The stack data structure finds practical applications in various domains due to its Last In First Out (LIFO) nature. Some key applications include:

• Function Calls and Recursion: Stacks are vital for managing function calls and recursive operations in programming languages. They enable keeping track of execution contexts and ensuring proper return values.
• Expression Evaluation: Stacks are employed in parsing and evaluating arithmetic expressions. They help convert infix expressions to postfix (or prefix) form, simplifying calculations.
• Undo and Redo Operations: Stacks are valuable for implementing undo and redo functionalities in applications. Each operation is pushed onto the stack, enabling easy reversal of actions.
• Browser History: Stacks can be used to maintain the history of visited web pages in a browser, enabling the user to navigate back and forth.
• Backtracking Algorithms: Stacks are crucial for backtracking algorithms in search and optimization problems, enabling the exploration of multiple paths and subsequent backtracking when necessary.
• Memory Management: Stacks play a role in memory management by allocating and deallocating memory for function calls and local variables.
• Compiler and Interpreter Design: Stacks are used to evaluate expressions, manage symbols, and store intermediate results during the compilation and interpretation of programming languages.

Conclusion
In conclusion, understanding the implementation of a stack using an array is crucial for grasping the fundamentals of data structures and their applications. This approach offers a straightforward means of organizing and managing data using the Last In First Out (LIFO) principle. The array-based implementation provides an efficient and predictable way to perform stack operations, enabling various practical applications in programming and beyond.

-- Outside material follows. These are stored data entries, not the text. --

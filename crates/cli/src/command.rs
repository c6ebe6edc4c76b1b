//! Command trait for mentat CLI
//!
//! Every sub-command implements [`Command`], which gives them one shape:
//! parsed arguments in, a [`RuntimeContext`] to work against, a
//! [`CommandError`](crate::error::CommandError) out.

use crate::common::RuntimeContext;
use crate::error::Result;

/// Trait for all mentat commands
///
/// # Example
///
/// ```rust,ignore
/// use crate::command::Command;
/// use crate::common::RuntimeContext;
/// use crate::error::Result;
/// use clap::Args;
///
/// #[derive(Debug, Args)]
/// pub struct DetectCommand;
///
/// impl Command for DetectCommand {
///     type Output = ();
///
///     fn execute(&self, context: &RuntimeContext) -> Result<()> {
///         let ws = context.workspace();
///         // ...
///         Ok(())
///     }
/// }
/// ```
pub trait Command {
    /// The type returned by this command
    type Output;

    /// Execute the command with the given runtime context
    ///
    /// # Errors
    ///
    /// Returns a `CommandError` if the command fails. Engine errors are
    /// passed through unchanged so `main` can map them to exit codes.
    fn execute(&self, context: &RuntimeContext) -> Result<Self::Output>;
}
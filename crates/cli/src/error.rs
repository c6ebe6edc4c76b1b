//! Error types for CLI commands
//!
//! Commands return [`CommandError`]; `main` turns whatever reaches it into a
//! miette report and an exit status via [`exit_code`].

use thiserror::Error;

/// Exit status for failures worth retrying later (`EX_TEMPFAIL`)
pub const EXIT_RETRYABLE: i32 = 75;
/// Exit status for a refused destructive operation (`EX_NOPERM`)
pub const EXIT_SECURITY: i32 = 77;
/// Exit status for every other failure
pub const EXIT_FAILURE: i32 = 1;

/// Errors that can occur during command execution
#[non_exhaustive]
#[derive(Error, Debug)]
pub enum CommandError {
    /// Engine operation failed
    #[error(transparent)]
    Engine(#[from] mentat_engine::Error),

    /// Configuration or path resolution error
    #[error("Configuration error: {0}")]
    Config(#[from] mentat_core::Error),

    /// A full sync finished with failed steps
    #[error("Sync finished with {failed} failed step(s); see sync.log")]
    SyncIncomplete {
        /// Number of steps that failed
        failed: usize,
    },

    /// Health evaluation came back critical
    #[error("Health is critical (score {score}/100)")]
    Unhealthy {
        /// Overall score
        score: u8,
    },

    /// Managed links whose targets are gone
    #[error("{count} broken symlink(s) remain")]
    BrokenLinks {
        /// Number of broken links
        count: usize,
    },

    /// IO error
    #[error("IO error: {0}")]
    IoError(#[from] std::io::Error),

    /// Generic error
    #[error(transparent)]
    Other(#[from] anyhow::Error),
}

/// Result type alias for command operations
pub type Result<T> = std::result::Result<T, CommandError>;

impl CommandError {
    /// Process exit status for this error
    pub fn exit_code(&self) -> i32 {
        match self {
            CommandError::Engine(err) => engine_exit_code(err),
            _ => EXIT_FAILURE,
        }
    }
}

fn engine_exit_code(err: &mentat_engine::Error) -> i32 {
    match err {
        mentat_engine::Error::SecurityViolation { .. } => EXIT_SECURITY,
        err if err.is_retryable() => EXIT_RETRYABLE,
        _ => EXIT_FAILURE,
    }
}

/// Exit status for an error that reached `main`
///
/// `#[error(transparent)]` hides the wrapped engine error from the source
/// chain, so both layers are checked explicitly.
pub fn exit_code(err: &anyhow::Error) -> i32 {
    for cause in err.chain() {
        if let Some(command) = cause.downcast_ref::<CommandError>() {
            return command.exit_code();
        }
        if let Some(engine) = cause.downcast_ref::<mentat_engine::Error>() {
            return engine_exit_code(engine);
        }
    }
    EXIT_FAILURE
}
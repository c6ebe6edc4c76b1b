//! Host probes for the network and disk checks

use std::net::{TcpStream, ToSocketAddrs};
use std::path::Path;
use std::time::Duration;
use walkdir::WalkDir;

/// Well-known endpoints tried to decide whether there is internet at all
const INTERNET_ENDPOINTS: &[(&str, u16)] = &[("1.1.1.1", 443), ("8.8.8.8", 53), ("9.9.9.9", 443)];

/// TCP reachability
pub trait NetworkProbe: Send + Sync {
    /// Whether a TCP connection to `host:port` succeeds
    fn can_connect(&self, host: &str, port: u16) -> bool;

    /// Whether any well-known public endpoint answers
    fn internet(&self) -> bool {
        INTERNET_ENDPOINTS
            .iter()
            .any(|(host, port)| self.can_connect(host, *port))
    }
}

/// Volume and directory sizes
pub trait DiskProbe: Send + Sync {
    /// Utilization of the volume holding `path`, 0-100
    fn used_percent(&self, path: &Path) -> Option<u8>;

    /// Total size of regular files under `path`, in bytes
    fn tree_size(&self, path: &Path) -> u64 {
        WalkDir::new(path)
            .into_iter()
            .filter_map(std::result::Result::ok)
            .filter_map(|entry| entry.metadata().ok())
            .filter(std::fs::Metadata::is_file)
            .map(|meta| meta.len())
            .sum()
    }
}

/// Plain TCP connect with a deadline
#[derive(Debug, Clone)]
pub struct TcpProbe {
    timeout: Duration,
}

impl TcpProbe {
    /// Probe giving up on each address after `timeout`
    pub fn new(timeout: Duration) -> Self {
        Self { timeout }
    }
}

impl Default for TcpProbe {
    fn default() -> Self {
        Self::new(Duration::from_secs(3))
    }
}

impl NetworkProbe for TcpProbe {
    fn can_connect(&self, host: &str, port: u16) -> bool {
        let Ok(addrs) = (host, port).to_socket_addrs() else {
            return false;
        };
        addrs
            .into_iter()
            .any(|addr| TcpStream::connect_timeout(&addr, self.timeout).is_ok())
    }
}

/// `statvfs`-backed disk probe
#[derive(Debug, Clone, Copy, Default)]
pub struct StatvfsProbe;

impl DiskProbe for StatvfsProbe {
    #[cfg(unix)]
    fn used_percent(&self, path: &Path) -> Option<u8> {
        let stat = rustix::fs::statvfs(path).ok()?;
        let used = stat.f_blocks.saturating_sub(stat.f_bfree);
        utilisation(used, stat.f_bavail)
    }

    #[cfg(not(unix))]
    fn used_percent(&self, _path: &Path) -> Option<u8> {
        None
    }
}

/// Whole percent of usable blocks in use, rounded down so a threshold is
/// only reached once utilisation actually hits it
#[cfg_attr(not(unix), allow(dead_code))]
fn utilisation(used: u64, available: u64) -> Option<u8> {
    let usable = used.checked_add(available)?;
    if usable == 0 {
        return None;
    }
    let percent = u128::from(used) * 100 / u128::from(usable);
    u8::try_from(percent.min(100)).ok()
}

/// Host and port the remote lives on; `None` for local remotes
pub fn remote_endpoint(url: &str) -> Option<(String, u16)> {
    if url.starts_with('/') || url.starts_with("file://") {
        return None;
    }

    let (scheme, rest) = match url.split_once("://") {
        Some((scheme, rest)) => (scheme, rest),
        None => {
            // scp-like: [user@]host:path
            let (authority, _) = url.split_once(':')?;
            let host = authority.rsplit('@').next()?;
            return (!host.is_empty()).then(|| (host.to_string(), 22));
        }
    };

    let default_port = match scheme {
        "ssh" | "git+ssh" => 22,
        "https" => 443,
        "http" => 80,
        "git" => 9418,
        _ => return None,
    };

    let authority = rest.split('/').next()?;
    let host_port = authority.rsplit('@').next()?;
    let (host, port) = match host_port.rsplit_once(':') {
        Some((host, port)) => (host, port.parse().ok()?),
        None => (host_port, default_port),
    };
    (!host.is_empty()).then(|| (host.to_string(), port))
}
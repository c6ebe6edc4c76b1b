//! Core types and utilities for mentat
//!
//! This is the foundation crate (Layer 0) that all other mentat crates depend on.
//! It provides:
//! - Base error types
//! - Platform detection
//! - Capability traits isolating the host environment (process liveness,
//!   invocation context, interactive prompting)
//!
//! This crate has no dependencies on other mentat crates.

pub mod error;
pub mod platform;
pub mod traits;

pub use error::{Error, Result};
pub use traits::{InvocationContext, ProcessProbe, UserPrompt};
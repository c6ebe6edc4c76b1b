//! Safety gate for destructive resets
//!
//! Phase A refuses anything that looks automated before a single prompt is
//! shown. Phase B needs a human: either the literal word `yes`, or, when
//! the free-text confirmation is skipped, the answer to a random addition
//! within a deadline.

use crate::error::{Error, Result};
use mentat_core::{InvocationContext, UserPrompt};
use rand::Rng;
use regex::Regex;
use std::sync::LazyLock;
use std::time::{Duration, Instant};

/// Parent processes that indicate a scheduler, service manager, CI runner
/// or coding agent
static AUTOMATION_PARENT: LazyLock<Regex> = LazyLock::new(|| {
    Regex::new(
        r"(?i)\b(cron|crond|anacron|atd|systemd|launchd|supervisord|runit|jenkins|gitlab-runner|buildkite-agent|github-actions|runner|agent|claude|copilot)\b",
    )
    .expect("valid regex")
});

/// Environment variables set by CI systems and agents
pub const AUTOMATION_ENV_VARS: &[&str] = &[
    "CI",
    "CONTINUOUS_INTEGRATION",
    "GITHUB_ACTIONS",
    "GITLAB_CI",
    "JENKINS_URL",
    "BUILDKITE",
    "CIRCLECI",
    "TRAVIS",
    "TF_BUILD",
    "CLAUDECODE",
    "MENTAT_AUTOMATION",
];

/// Time allowed to answer the arithmetic challenge
pub const CHALLENGE_TIMEOUT: Duration = Duration::from_secs(10);

const CONFIRM_WORD: &str = "yes";

/// Why the invocation looks automated, if it does
pub fn automation_reason(ctx: &dyn InvocationContext) -> Option<String> {
    if !ctx.stdin_is_terminal() || !ctx.stdout_is_terminal() {
        return Some("not attached to an interactive terminal".to_string());
    }

    for var in AUTOMATION_ENV_VARS {
        if let Some(value) = ctx.env_var(var) {
            let value = value.trim();
            if !value.is_empty() && value != "0" && !value.eq_ignore_ascii_case("false") {
                return Some(format!("automation environment variable {var} is set"));
            }
        }
    }

    if let Some(parent) = ctx.parent_process_name()
        && AUTOMATION_PARENT.is_match(&parent)
    {
        return Some(format!("launched by automation process '{parent}'"));
    }
    None
}

/// Phase A: fail with `SecurityViolation` unless a human is at a terminal
pub fn validate_invocation(ctx: &dyn InvocationContext) -> Result<()> {
    match automation_reason(ctx) {
        Some(reason) => {
            tracing::error!(%reason, "Refusing destructive operation");
            Err(Error::SecurityViolation { reason })
        }
        None => Ok(()),
    }
}

/// Single-digit addition the user must solve
#[derive(Debug, Clone, Copy, PartialEq, Eq)]
pub struct Challenge {
    a: u8,
    b: u8,
}

impl Challenge {
    /// Challenge for `a + b` (each reduced to one digit)
    pub fn new(a: u8, b: u8) -> Self {
        Self { a: a % 10, b: b % 10 }
    }

    /// Challenge with random digits
    pub fn random<R: Rng>(rng: &mut R) -> Self {
        Self::new(rng.random_range(0..=9), rng.random_range(0..=9))
    }

    /// Prompt shown to the user
    pub fn question(&self) -> String {
        format!("What is {} + {}?", self.a, self.b)
    }

    /// Expected reply
    pub fn answer(&self) -> u8 {
        self.a + self.b
    }

    /// Whether `reply` is the right answer
    pub fn accepts(&self, reply: &str) -> bool {
        reply.trim().parse::<u8>().is_ok_and(|n| n == self.answer())
    }
}

/// Phase B: explicit confirmation
///
/// With `skip_free_text` the literal `yes` is replaced by `challenge`,
/// which must be answered correctly within `timeout`.
pub fn confirm(
    prompt: &dyn UserPrompt,
    warning: &str,
    skip_free_text: bool,
    challenge: Challenge,
    timeout: Duration,
) -> Result<()> {
    prompt.show(warning);

    if skip_free_text {
        let started = Instant::now();
        let reply = prompt.input(&format!(
            "{} (answer within {}s)",
            challenge.question(),
            timeout.as_secs()
        ))?;
        if started.elapsed() > timeout {
            return Err(Error::Aborted("challenge not answered in time".to_string()));
        }
        if !challenge.accepts(&reply) {
            return Err(Error::Aborted("wrong challenge answer".to_string()));
        }
        return Ok(());
    }

    let reply = prompt.input(&format!("Type '{CONFIRM_WORD}' to continue"))?;
    if reply.trim() == CONFIRM_WORD {
        Ok(())
    } else {
        Err(Error::Aborted("confirmation declined".to_string()))
    }
}

#[cfg(test)]
mod tests {
    #![allow(clippy::unwrap_used, clippy::panic)]
    use super::*;
    use rand::SeedableRng;
    use std::cell::RefCell;
    use std::collections::{HashMap, VecDeque};
    use std::path::Path;

    struct Invocation {
        tty: bool,
        parent: Option<&'static str>,
        env: HashMap<&'static str, &'static str>,
    }

    impl Invocation {
        fn human() -> Self {
            Self {
                tty: true,
                parent: Some("zsh"),
                env: HashMap::new(),
            }
        }
    }

    impl InvocationContext for Invocation {
        fn stdin_is_terminal(&self) -> bool {
            self.tty
        }
        fn stdout_is_terminal(&self) -> bool {
            self.tty
        }
        fn parent_process_name(&self) -> Option<String> {
            self.parent.map(str::to_string)
        }
        fn env_var(&self, key: &str) -> Option<String> {
            self.env.get(key).map(|v| (*v).to_string())
        }
    }

    struct Replies(RefCell<VecDeque<&'static str>>);

    impl UserPrompt for Replies {
        fn select(&self, _: &str, _: &[&str]) -> mentat_core::Result<usize> {
            panic!("no menus expected")
        }
        fn confirm(&self, _: &str, _: bool) -> mentat_core::Result<bool> {
            panic!("no confirms expected")
        }
        fn input(&self, _: &str) -> mentat_core::Result<String> {
            Ok(self.0.borrow_mut().pop_front().unwrap().to_string())
        }
        fn edit_file(&self, _: &Path) -> mentat_core::Result<()> {
            Ok(())
        }
        fn show(&self, _: &str) {}
    }

    fn replies(items: &[&'static str]) -> Replies {
        Replies(RefCell::new(items.iter().copied().collect()))
    }

    #[test]
    fn test_human_passes() {
        assert!(validate_invocation(&Invocation::human()).is_ok());
    }

    #[test]
    fn test_automation_parents_refused() {
        for parent in ["cron", "CROND", "systemd", "gitlab-runner", "Runner.Worker", "claude", "ssh-agent"] {
            let ctx = Invocation {
                parent: Some(parent),
                ..Invocation::human()
            };
            let err = validate_invocation(&ctx).unwrap_err();
            assert!(matches!(err, Error::SecurityViolation { .. }), "{parent}");
        }
        for parent in ["bash", "zsh", "fish", "tmux: server"] {
            let ctx = Invocation {
                parent: Some(parent),
                ..Invocation::human()
            };
            assert!(validate_invocation(&ctx).is_ok(), "{parent}");
        }
    }

    #[test]
    fn test_ci_environment_refused() {
        let mut ctx = Invocation::human();
        ctx.env.insert("GITHUB_ACTIONS", "true");
        assert!(automation_reason(&ctx).unwrap().contains("GITHUB_ACTIONS"));

        let mut ctx = Invocation::human();
        ctx.env.insert("CI", "false");
        assert!(automation_reason(&ctx).is_none());
    }

    #[test]
    fn test_missing_terminal_refused() {
        let ctx = Invocation {
            tty: false,
            ..Invocation::human()
        };
        assert!(automation_reason(&ctx).unwrap().contains("terminal"));
    }

    #[test]
    fn test_literal_yes_required() {
        let challenge = Challenge::new(1, 2);
        assert!(confirm(&replies(&["yes"]), "", false, challenge, CHALLENGE_TIMEOUT).is_ok());
        assert!(confirm(&replies(&[" yes \n"]), "", false, challenge, CHALLENGE_TIMEOUT).is_ok());
        assert!(matches!(
            confirm(&replies(&["y"]), "", false, challenge, CHALLENGE_TIMEOUT),
            Err(Error::Aborted(_))
        ));
        assert!(confirm(&replies(&["YES"]), "", false, challenge, CHALLENGE_TIMEOUT).is_err());
    }

    #[test]
    fn test_challenge_replaces_free_text() {
        let challenge = Challenge::new(7, 8);
        assert_eq!(challenge.question(), "What is 7 + 8?");
        assert!(confirm(&replies(&["15"]), "", true, challenge, CHALLENGE_TIMEOUT).is_ok());
        assert!(confirm(&replies(&["yes"]), "", true, challenge, CHALLENGE_TIMEOUT).is_err());
        assert!(confirm(&replies(&["14"]), "", true, challenge, CHALLENGE_TIMEOUT).is_err());
    }

    #[test]
    fn test_random_challenge_in_range() {
        let mut rng = rand::rngs::StdRng::seed_from_u64(7);
        for _ in 0..100 {
            let c = Challenge::random(&mut rng);
            assert!(c.answer() <= 18);
        }
    }
}
//! Logging configuration for the mentat CLI
//!
//! Diagnostics go to stderr through `tracing`; an optional file layer keeps
//! a full debug trace. The operational journals (`sync.log` and friends) are
//! separate and written by the engine's state store.

use crate::{Error, Result};
use std::path::Path;
use std::sync::Mutex;
use tracing_subscriber::filter::LevelFilter;
use tracing_subscriber::{EnvFilter, Layer, fmt, layer::SubscriberExt, util::SubscriberInitExt};

/// Initialize the logging system
///
/// # Arguments
/// * `verbose` - Enable debug level logging
/// * `log_file` - Optional path to append a debug trace to
///
/// `RUST_LOG` overrides the computed filter.
///
/// # Examples
/// ```ignore
/// init(false, None)?;
/// init(true, Some(Path::new("/tmp/mentat-debug.log")))?;
/// ```
pub fn init(verbose: bool, log_file: Option<&Path>) -> Result<()> {
    let level = if verbose { "debug" } else { "info" };

    let env_filter = EnvFilter::try_from_default_env()
        .or_else(|_| {
            EnvFilter::try_new(format!(
                "mentat={level},mentat_engine={level},mentat_config={level}"
            ))
        })
        .map_err(|e| Error::InvalidConfig(format!("log filter: {e}")))?;

    // Timestamps only in verbose mode
    let stderr_layer = if verbose {
        fmt::layer()
            .with_writer(std::io::stderr)
            .with_target(false)
            .compact()
            .boxed()
    } else {
        fmt::layer()
            .with_writer(std::io::stderr)
            .with_target(false)
            .without_time()
            .compact()
            .boxed()
    };

    let file_layer = match log_file {
        Some(path) => {
            let file = std::fs::OpenOptions::new()
                .create(true)
                .append(true)
                .open(path)?;
            Some(
                fmt::layer()
                    .with_writer(Mutex::new(file))
                    .with_ansi(false)
                    .with_target(true)
                    .with_line_number(true)
                    .with_filter(LevelFilter::DEBUG),
            )
        }
        None => None,
    };

    tracing_subscriber::registry()
        .with(stderr_layer.with_filter(env_filter))
        .with(file_layer)
        .try_init()
        .map_err(|e| Error::Message(format!("logging already initialised: {e}")))
}
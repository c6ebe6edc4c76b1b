//! Host platform detection
//!
//! Platform names follow kernel conventions (`darwin`, `linux`, `windows`) so
//! they can be used directly as keys in per-platform configuration tables.

use std::sync::LazyLock;

/// Platform of the running process, detected once.
pub static CURRENT_PLATFORM: LazyLock<Platform> = LazyLock::new(Platform::detect);

/// Platform information
#[derive(Debug, Clone, PartialEq, Eq)]
pub struct Platform {
    /// OS: "darwin" (macOS), "linux", "windows", "unknown"
    pub os: &'static str,
    /// CPU architecture: "x86_64", "aarch64", etc.
    pub arch: &'static str,
}

impl Platform {
    /// Platform this binary runs on
    pub fn detect() -> Self {
        Self {
            os: Self::detect_os(),
            arch: std::env::consts::ARCH,
        }
    }

    /// Whether process ids, signals and symlinks follow Unix semantics
    #[must_use]
    pub fn is_unix(&self) -> bool {
        matches!(self.os, "darwin" | "linux")
    }

    /// Pick the value configured for this platform out of a per-OS table
    #[must_use]
    pub fn select<'a, T>(&self, darwin: &'a T, linux: &'a T, windows: &'a T) -> Option<&'a T> {
        match self.os {
            "darwin" => Some(darwin),
            "linux" => Some(linux),
            "windows" => Some(windows),
            _ => None,
        }
    }

    const fn detect_os() -> &'static str {
        if cfg!(target_os = "macos") {
            "darwin"
        } else if cfg!(target_os = "linux") {
            "linux"
        } else if cfg!(target_os = "windows") {
            "windows"
        } else {
            "unknown"
        }
    }
}
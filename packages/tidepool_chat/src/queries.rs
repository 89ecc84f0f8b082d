//! The query facade the UI consumes: typed operations over the generic
//! store, one method per screen-level need.

use serde_json::json;
use tidepool_store::{Query, Result, Selector, SortDirection, Store, StoreConfig, Subscription};
use tracing::info;

use crate::schema::{MESSAGE_SUMMARIES, MESSAGES, THREADS, chat_schemas};
use crate::types::{ChatMessage, MessageSummary, Thread, from_doc, to_doc};

/// Chat database handle. Cheap to clone; wraps a [`Store`] opened with the
/// chat schema set.
#[derive(Clone)]
pub struct ChatDb {
    store: Store,
}

impl ChatDb {
    pub async fn open(config: StoreConfig) -> Result<Self> {
        let store = Store::open(config, chat_schemas()).await?;
        Ok(Self { store })
    }

    /// Wrap an already-open store. The store must have been opened with
    /// [`chat_schemas`].
    pub fn new(store: Store) -> Self {
        Self { store }
    }

    pub fn store(&self) -> &Store {
        &self.store
    }

    pub async fn close(&self) {
        self.store.close().await;
    }

    // ------------------------------------------------------------------
    // Threads
    // ------------------------------------------------------------------

    /// All active threads, most recently active first.
    pub async fn get_threads(&self) -> Result<Vec<Thread>> {
        let query = Query::new(THREADS).sort_by("lastMessageAt", SortDirection::Desc);
        self.store
            .find(&query)
            .await?
            .into_iter()
            .map(from_doc)
            .collect()
    }

    pub async fn create_thread(&self, id: &str) -> Result<Thread> {
        let thread = Thread::new(id);
        self.store.insert(THREADS, to_doc(&thread)?).await?;
        info!(thread_id = id, "created thread");
        Ok(thread)
    }

    pub async fn rename_thread(&self, id: &str, title: &str) -> Result<Thread> {
        let doc = self
            .store
            .patch(THREADS, id, json!({"title": title}))
            .await?;
        from_doc(doc)
    }

    /// Mark a thread deleted without removing it; the tombstone propagates
    /// through replication.
    pub async fn tombstone_thread(&self, id: &str) -> Result<Thread> {
        let doc = self
            .store
            .patch(THREADS, id, json!({"deleted": true}))
            .await?;
        from_doc(doc)
    }

    /// Physically purge a thread and everything hanging off it: messages,
    /// summaries, then the thread row itself.
    pub async fn delete_thread(&self, id: &str) -> Result<()> {
        self.store
            .remove_where(MESSAGES, Selector::eq("threadId", id))
            .await?;
        self.store
            .remove_where(MESSAGE_SUMMARIES, Selector::eq("threadId", id))
            .await?;
        self.store.remove(THREADS, id).await?;
        info!(thread_id = id, "purged thread");
        Ok(())
    }

    pub async fn delete_all_threads(&self) -> Result<()> {
        for collection in [MESSAGES, MESSAGE_SUMMARIES, THREADS] {
            // An empty conjunction matches every document.
            self.store
                .remove_where(collection, Selector::and(Vec::new()))
                .await?;
        }
        info!("purged all threads");
        Ok(())
    }

    // ------------------------------------------------------------------
    // Messages
    // ------------------------------------------------------------------

    fn messages_query(thread_id: &str) -> Query {
        Query::new(MESSAGES)
            .filter(Selector::eq("threadId", thread_id))
            .sort_by("createdAt", SortDirection::Asc)
    }

    pub async fn messages_by_thread(&self, thread_id: &str) -> Result<Vec<ChatMessage>> {
        self.store
            .find(&Self::messages_query(thread_id))
            .await?
            .into_iter()
            .map(from_doc)
            .collect()
    }

    /// Insert a message and bump its thread's `lastMessageAt` to the
    /// message's timestamp.
    pub async fn create_message(&self, message: ChatMessage) -> Result<ChatMessage> {
        self.store.insert(MESSAGES, to_doc(&message)?).await?;
        self.store
            .patch(
                THREADS,
                &message.thread_id,
                json!({"lastMessageAt": message.created_at}),
            )
            .await?;
        Ok(message)
    }

    /// Remove messages at or after the cut point (used when regenerating a
    /// response), along with their summaries. Returns how many messages went.
    pub async fn delete_trailing_messages(
        &self,
        thread_id: &str,
        created_at: i64,
        inclusive: bool,
    ) -> Result<u64> {
        let cut = if inclusive {
            Selector::gte("createdAt", created_at)
        } else {
            Selector::gt("createdAt", created_at)
        };
        let selector = Selector::and(vec![Selector::eq("threadId", thread_id), cut]);

        let query = Query::new(MESSAGES).include_deleted().filter(selector.clone());
        let ids: Vec<serde_json::Value> = self
            .store
            .find(&query)
            .await?
            .into_iter()
            .filter_map(|d| d.get("id").cloned())
            .collect();
        if ids.is_empty() {
            return Ok(0);
        }

        let removed = self.store.remove_where(MESSAGES, selector).await?;
        self.store
            .remove_where(MESSAGE_SUMMARIES, Selector::any_of("messageId", ids))
            .await?;
        Ok(removed)
    }

    /// Live view over a thread's messages, oldest first.
    pub async fn watch_messages(&self, thread_id: &str) -> Result<MessageFeed> {
        let sub = self.store.subscribe(Self::messages_query(thread_id)).await?;
        Ok(MessageFeed { sub })
    }

    // ------------------------------------------------------------------
    // Summaries
    // ------------------------------------------------------------------

    pub async fn create_summary(
        &self,
        thread_id: &str,
        message_id: &str,
        content: &str,
    ) -> Result<MessageSummary> {
        let summary = MessageSummary::new(thread_id, message_id, content);
        self.store
            .insert(MESSAGE_SUMMARIES, to_doc(&summary)?)
            .await?;
        Ok(summary)
    }

    pub async fn summaries_by_thread(&self, thread_id: &str) -> Result<Vec<MessageSummary>> {
        let query = Query::new(MESSAGE_SUMMARIES)
            .filter(Selector::eq("threadId", thread_id))
            .sort_by("createdAt", SortDirection::Asc);
        self.store
            .find(&query)
            .await?
            .into_iter()
            .map(from_doc)
            .collect()
    }
}

/// Typed wrapper around a live messages subscription.
pub struct MessageFeed {
    sub: Subscription,
}

impl MessageFeed {
    pub fn initial(&self) -> Result<Vec<ChatMessage>> {
        self.sub.initial().iter().cloned().map(from_doc).collect()
    }

    pub async fn next(&mut self) -> Option<Result<Vec<ChatMessage>>> {
        let snapshot = self.sub.next().await?;
        Some(snapshot.into_iter().map(from_doc).collect())
    }

    pub fn cancel(&self) {
        self.sub.cancel();
    }
}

Frequently Asked Questions (FAQs) about Implementation of Stack using Array

Below are some FAQs related to Implementation of Stack using array:

1. What is an array-based implementation of a stack?
An array-based implementation of a stack involves using an array data structure to store elements in a sequential manner, adhering to the Last In First Out (LIFO) principle.

2. How does the array-based stack work?
Elements are added (pushed) to the top of the array and removed (popped) from the same position. The top position is managed by an index that tracks the current top element.

3. What is the advantage of implementing a stack using an array?
Array-based implementation of stacks is memory-efficient and offers constant-time complexity for basic operations like push and pop.

4. What are the disadvantages of using an array for a stack?
The size of the array is fixed, which can lead to limitations in terms of memory usage. Dynamic resizing might be required if the stack grows beyond the initial array size.

5. How is the initial size of the array determined in stack implementation?
The initial size is usually chosen based on the expected usage of the stack. It’s important to strike a balance between memory usage and the potential need for resizing.

6. Can the array-based stack implementation lead to stack overflow?
Yes, if the number of elements added to the stack exceeds the size of the array, it can lead to a stack overflow error.

7. How is the size of the stack managed in the array-based implementation?
The size of the stack is controlled by the size of the underlying array. If the stack grows beyond this size, dynamic resizing or other mechanisms are needed.